Cawapres nomor urut 2 Gibran Rakabuming Raka alias Gibran menyampaikan pandangannya pada waktu Debat Keempat Pilpres 2024 di dalam Ibukota Indonesia Convention Center (JCC), Jakarta, Hari Minggu (21/1/2024) malam. [ANTARA Foto/M Risyal Hidayat]
Cawapres nomor urut 2 Gibran Rakabuming Raka alias Gibran menyampaikan pandangannya pada waktu Debat Keempat Pilpres 2024 pada Ibukota Indonesia Convention Center (JCC), Jakarta, Hari Minggu (21/1/2024) malam. [ANTARA Foto/M Risyal Hidayat]

“Saya lagi nyari jawabannya Prof Mahfud, saya nyari-nyari di tempat mana ini jawabannya? kok gak ketemu jawabannya. Saya tanya permasalahan pemuaian hijau, kok malah menjelaskan sektor ekonomi hijau, Prof Mahfud yang tersebut namanya greenflation itu, pemuaian hijau itu ya kita kasih contoh yang tersebut simpel saja,” kata Gibran.

Gibran lantas memperlihatkan apa yang terjadi di tempat Francis adanya sebuah demo yang dimaksud memakan korban akibat naiknya harga hijau. Namun mendengar hal itu, Mahfud merasa tanggapan Gibran juga sejenis sekali tak menjawab. Ia lantas enggan meneruskan untuk menanggapi Gibran.

“Saya juga ingin mencari tuh, jawabannyua ngawur juga tuh. Gila nih, ngarang-ngarang ndak karuan, mengait-kaitkan dengan sesuatu yang mana bukan ada, gitu ya,” tuturnya.
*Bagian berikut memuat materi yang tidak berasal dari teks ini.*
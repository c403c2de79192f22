// Proptest generators for domain types.
// Layouts are valid by construction; invalid ones are derived from valid ones.

use proptest::prelude::*;

use crate::domain::board::{Cell, Side, BOARD_CELLS};
use crate::domain::ranks::{Rank, NAMED_RANKS};
use crate::domain::setup::{army_ranks, Layout, RankEntry};

pub fn side() -> impl Strategy<Value = Side> {
    prop_oneof![Just(Side::Host), Just(Side::Guest)]
}

/// Any of the 12 placeable ranks.
pub fn named_rank() -> impl Strategy<Value = Rank> {
    prop::sample::select(NAMED_RANKS.to_vec())
}

/// Ranks that can move.
pub fn movable_rank() -> impl Strategy<Value = Rank> {
    named_rank().prop_filter("bombs and flags stay put", |r| {
        !matches!(r, Rank::Bomb | Rank::Flag)
    })
}

/// Any on-board cell.
pub fn cell() -> impl Strategy<Value = Cell> {
    (0..BOARD_CELLS as u8).prop_map(|i| Cell::from_row_col(i / 10, i % 10))
}

/// Any dry cell.
pub fn land_cell() -> impl Strategy<Value = Cell> {
    cell().prop_filter("not a lake", |c| !c.is_water())
}

/// A full army shuffled across `side`'s home half.
pub fn army_layout(side: Side) -> impl Strategy<Value = Layout> {
    Just(army_ranks())
        .prop_shuffle()
        .prop_map(move |ranks| {
            side.home_cells()
                .map(Cell::value)
                .zip(ranks.into_iter().map(RankEntry::from))
                .collect()
        })
}

/// Side plus a valid layout for it.
pub fn side_and_layout() -> impl Strategy<Value = (Side, Layout)> {
    side().prop_flat_map(|s| (Just(s), army_layout(s)))
}
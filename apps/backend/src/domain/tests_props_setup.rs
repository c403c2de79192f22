/// Property-based tests for army setup validation
use proptest::prelude::*;

use crate::domain::board::{Board, Side};
use crate::domain::ranks::{Rank, ARMY_SIZE};
use crate::domain::setup::{validate_army, RankEntry};
use crate::domain::{test_gens, test_prelude};
use crate::errors::domain::ValidationKind;

proptest! {
    #![proptest_config(test_prelude::proptest_config())]

    /// Property: any arrangement of the standard army over the home half is accepted.
    #[test]
    fn prop_any_arrangement_is_accepted((side, layout) in test_gens::side_and_layout()) {
        let army = validate_army(&layout, side);
        prop_assert!(army.is_ok(), "arrangement rejected: {:?}", army.err());

        let mut board = Board::empty();
        army.unwrap().place_on(&mut board);
        prop_assert_eq!(board.pieces_of(side).count(), ARMY_SIZE);
        prop_assert_eq!(board.pieces_of(side.opponent()).count(), 0);
        prop_assert!(board.is_consistent());
    }

    /// Property: swapping any one piece for a different rank breaks the counts.
    #[test]
    fn prop_count_deviation_is_rejected(
        (side, layout) in test_gens::side_and_layout(),
        slot in 0usize..ARMY_SIZE,
        replacement in test_gens::named_rank(),
    ) {
        let key = side.home_range().start + slot as u8;
        let mut layout = layout;
        let replaced = layout.insert(key, replacement.into());
        prop_assume!(replaced != Some(RankEntry::Known(replacement)));

        let err = validate_army(&layout, side).unwrap_err();
        prop_assert!(matches!(
            err.validation_kind(),
            Some(ValidationKind::InvalidArmyComposition(_))
        ));
    }

    /// Property: a hole anywhere in the home half is reported at that cell.
    #[test]
    fn prop_missing_cell_is_reported(
        (side, layout) in test_gens::side_and_layout(),
        slot in 0usize..ARMY_SIZE,
    ) {
        let key = side.home_range().start + slot as u8;
        let mut layout = layout;
        layout.remove(&key);

        let err = validate_army(&layout, side).unwrap_err();
        prop_assert_eq!(err.validation_kind(), Some(&ValidationKind::MissingPiece(key)));
    }

    /// Property: the empty sentinel is never a placeable rank.
    #[test]
    fn prop_empty_rank_is_rejected(
        (side, layout) in test_gens::side_and_layout(),
        slot in 0usize..ARMY_SIZE,
    ) {
        let key = side.home_range().start + slot as u8;
        let mut layout = layout;
        layout.insert(key, Rank::Empty.into());

        let err = validate_army(&layout, side).unwrap_err();
        prop_assert_eq!(
            err.validation_kind(),
            Some(&ValidationKind::InvalidRank("empty".to_string()))
        );
    }

    /// Property: a layout for one side never validates for the other.
    #[test]
    fn prop_layout_is_side_specific((side, layout) in test_gens::side_and_layout()) {
        let err = validate_army(&layout, side.opponent()).unwrap_err();
        let first = side.opponent().home_range().start;
        prop_assert_eq!(err.validation_kind(), Some(&ValidationKind::MissingPiece(first)));
    }
}
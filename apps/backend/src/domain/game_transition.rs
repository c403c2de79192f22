// apps/backend/src/domain/game_transition.rs

use crate::domain::board::Side;
use crate::domain::state::Status;

#[derive(Debug, Clone, Copy, PartialEq, Eq)]
pub struct GameLifecycleView {
    pub version: i32,
    pub status: Status,
}

#[derive(Debug, Clone, PartialEq, Eq)]
pub enum GameTransition {
    /// Edge-triggered: the turn became a specific side.
    TurnBecame { side: Side },

    /// Edge-triggered: Game moved from Setup -> HostMove (guest joined)
    GameStarted,

    /// Edge-triggered: Game moved from Active -> Done
    GameEnded,
}

/// Derive domain transitions from before/after lifecycle state.
pub fn derive_game_transitions(
    before: &GameLifecycleView,
    after: &GameLifecycleView,
) -> Vec<GameTransition> {
    let mut transitions = Vec::new();

    // 1. Game start (Setup -> anything playable)
    if before.status == Status::Setup && after.status.turn().is_some() {
        transitions.push(GameTransition::GameStarted);
    }

    // 2. Turn change
    if let Some(side) = after.status.turn() {
        if before.status.turn() != Some(side) {
            transitions.push(GameTransition::TurnBecame { side });
        }
    }

    // 3. Game end (!Done -> Done)
    if !before.status.is_over() && after.status.is_over() {
        transitions.push(GameTransition::GameEnded);
    }

    transitions
}
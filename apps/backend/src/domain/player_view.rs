//! Player view of game state - what information is visible to one side.
//!
//! Own pieces are always shown with their rank. Opponent pieces show only
//! their position and owner until a failed Scout attack reveals them.

use serde::Serialize;

use crate::domain::board::{Cell, Owner, Side};
use crate::domain::movement::legal_destinations;
use crate::domain::ranks::Rank;
use crate::domain::state::{GameState, Status};

/// One cell as seen by a player. `piece` is `None` for a hidden enemy piece.
#[derive(Debug, Clone, Copy, PartialEq, Eq, Serialize)]
pub struct VisiblePiece {
    pub piece: Option<Rank>,
    pub player: Owner,
    pub revealed: bool,
}

/// Information visible to a player, including whose turn it is.
#[derive(Debug, Clone, PartialEq, Eq, Serialize)]
pub struct PlayerView {
    pub side: Side,
    pub status: Status,
    pub your_turn: bool,
    pub board: Vec<VisiblePiece>,
}

impl PlayerView {
    pub fn for_side(state: &GameState, side: Side) -> Self {
        let board = state
            .board
            .iter()
            .map(|(_, p)| {
                let visible = p.is_empty() || p.belongs_to(side) || p.revealed;
                VisiblePiece {
                    piece: visible.then_some(p.rank),
                    player: p.owner,
                    revealed: p.revealed,
                }
            })
            .collect();

        Self {
            side,
            status: state.status,
            your_turn: state.status.turn() == Some(side),
            board,
        }
    }

    pub fn piece_at(&self, cell: Cell) -> &VisiblePiece {
        &self.board[cell.index()]
    }
}

/// Legal destinations for the piece at `from`, or empty when it is not
/// `side`'s turn.
pub fn legal_moves(state: &GameState, side: Side, from: Cell) -> Vec<Cell> {
    if state.status.turn() != Some(side) {
        return Vec::new();
    }
    legal_destinations(&state.board, from, side)
}
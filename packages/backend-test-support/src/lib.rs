//! Shared helpers for the engine's integration tests: one-time logging
//! setup and collision-free player identities.

pub mod logging;
pub mod unique_helpers;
“Gini loh, kalau akademisi itu, gampangnya kalau bertanya yang mana gitu-gitu itu recehan, recehan, recehan. Oleh sebab itu, itu tiada layak dijawab menurut saya. Oleh sebab itu, saya kembalikan cuma ke moderator, ya emang ndak layak dijawab pertanyaan kayak gini ini. Saya kembalikan, ndak ada gunanya menjawab,” katanya.